CONS: Gets a lot less funny when you’ve seen you tenth one in an hour.
THE THESP
He’s confident, he’s chatty, he’s got a banging headshot as his first picture – but is he only messaging you to get you to come to his new play? You can’t help but wonder how many of the people in the audience are just his chirpses, and you’re too awkward to hang around afterwards and find out.
PROS: You might discover a new-found love for student theatre – more entertaining than half the men you’ll match with anyway.
CONS: 75% chance you’re getting ghosted as soon as this week’s BT run has ended.
THE COMMITMENT-PHOBE
You match on Tinder, you have some banter, all is good. A couple of fun dates, maybe a sleepover and then suddenly – bam. He disappears. You’re left wondering where on earth it all went wrong, until you realise that you’re the fifteenth girl he’s done this too so far this year, and it’s not even the start of Trinity. Heart-breaking. Or it would be if you weren’t messaging seven other guys at the same time.
PROS: At least he’s normal. The bar is fairly low at this point.
CONS: You may end up with mild abandonment issues, but nothing Bridget Jones and seven shots of tequila can’t fix.
THE BNOC
You’re seen him on Oxlove (or Oxford Dank Memes Society), you have fifty mutual friends on Facebook, and his name comes up in conversation at least once a week. Of course you’re going to swipe right, just for the chat if nothing else. However, you soon realise that he’s using you either to get Union votes, meme reacts, or another anonymous love declaration to add to his collection.
PROS: Your friends think you’re cool for talking to him.
CONS: You’re probably going to have to get to the back of a very long queue for his affections.
THE ‘TOO COOL FOR OXFORD’
This one can mainly be categorised by what he hates, which includes (but is not limited to): rowing, black tie, handing in work on time, the JCR committee, anyone who went to public school, and life itself. Can also be categorised by the fact that he does absolutely nothing to change the negative aspects of these things, but will run his mouth off complaining about them.

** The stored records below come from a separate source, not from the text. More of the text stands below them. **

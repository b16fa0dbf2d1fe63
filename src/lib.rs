#![doc = include_str!("../README.md")]
#![cfg_attr(docsrs, feature(doc_cfg))]
#![deny(unsafe_code)]
#![deny(missing_docs)]
#![deny(rustdoc::broken_intra_doc_links)]

pub use checksums::{DEFAULT_STRONG_SEED, DEFAULT_WEAK_SEED, HashParams, Murmur3, RollingHash};
pub use matching::{DeltaEntry, DeltaError, DeltaPlan, compute_delta};
pub use signature::{
    BlockSignature, PARALLEL_THRESHOLD_BYTES, SignatureTable, generate_signatures,
    generate_signatures_auto, generate_signatures_parallel,
};

/// The outcome of a full two-phase comparison.
///
/// Bundles the signature table generated from the reference with the plan
/// computed against the target, each borrowing from its source document.
#[derive(Clone, Debug)]
pub struct Diff<'r, 't> {
    signatures: SignatureTable<'r>,
    plan: DeltaPlan<'t>,
}

impl<'r, 't> Diff<'r, 't> {
    /// Returns the signature table generated from the reference.
    #[inline]
    #[must_use]
    pub const fn signatures(&self) -> &SignatureTable<'r> {
        &self.signatures
    }

    /// Returns the delta plan computed against the target.
    #[inline]
    #[must_use]
    pub const fn plan(&self) -> &DeltaPlan<'t> {
        &self.plan
    }

    /// Splits the result into its table and plan.
    #[inline]
    #[must_use]
    pub fn into_parts(self) -> (SignatureTable<'r>, DeltaPlan<'t>) {
        (self.signatures, self.plan)
    }
}

/// Runs both phases in one call: generates signatures for `reference`, then
/// matches `target` against them.
///
/// Signature generation picks sequential or parallel hashing based on the
/// reference size, exactly as [`generate_signatures_auto`] does. Run the
/// phases separately when the documents live on different machines or the
/// table is reused across several targets.
///
/// # Errors
///
/// Returns [`DeltaError`] when the generated table and `params` disagree on
/// block size or seeds, as [`compute_delta`] reports.
pub fn diff<'r, 't>(
    params: &HashParams,
    reference: &'r [u8],
    target: &'t [u8],
) -> Result<Diff<'r, 't>, DeltaError> {
    let signatures = generate_signatures_auto(params, reference);
    let plan = compute_delta(params, &signatures, target)?;
    Ok(Diff { signatures, plan })
}

#[cfg(test)]
mod tests {
    use std::num::NonZeroU32;

    use super::*;

    #[test]
    fn diff_bundles_both_phases() {
        let params = HashParams::new(NonZeroU32::new(4).expect("block size"));
        let result = diff(&params, b"abcdwxyz", b"abcdNEWwxyz").expect("params agree");

        assert_eq!(result.signatures().len(), 2);
        assert_eq!(result.plan().len(), 2);
        assert_eq!(result.plan().entries()[1].literal(), b"NEW");

        let (table, plan) = result.into_parts();
        assert_eq!(table.len(), plan.len());
    }
}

PROS: Tends to go hand in hand with a reasonably egalitarian attitude to life.
CONS: Somehow manages to be more annoying and ‘Oxford’ than all the things he hates.
THE CELLAR-DWELLER
At first glance you may think that this guy dresses well and listens to cool music, but you soon realise that it’s exactly the same corduroy trousers/denim jacket/artic monkeys combo as everyone he’s friends with (and most of Wadham). You can find him at Bully, an overpriced vintage shop (but never an Oxfam) or crying into a craft beer about the loss of Cellar.
PROS: 1/10 are actually original and interesting people
CONS: Will inevitably have strong feelings on Tranquillity Base Hotel and Casino, and you will definitely hear about them.
So there you go, a definitive guide to the Oxford boys of Tinder. Now get back to swiping – you know you want to.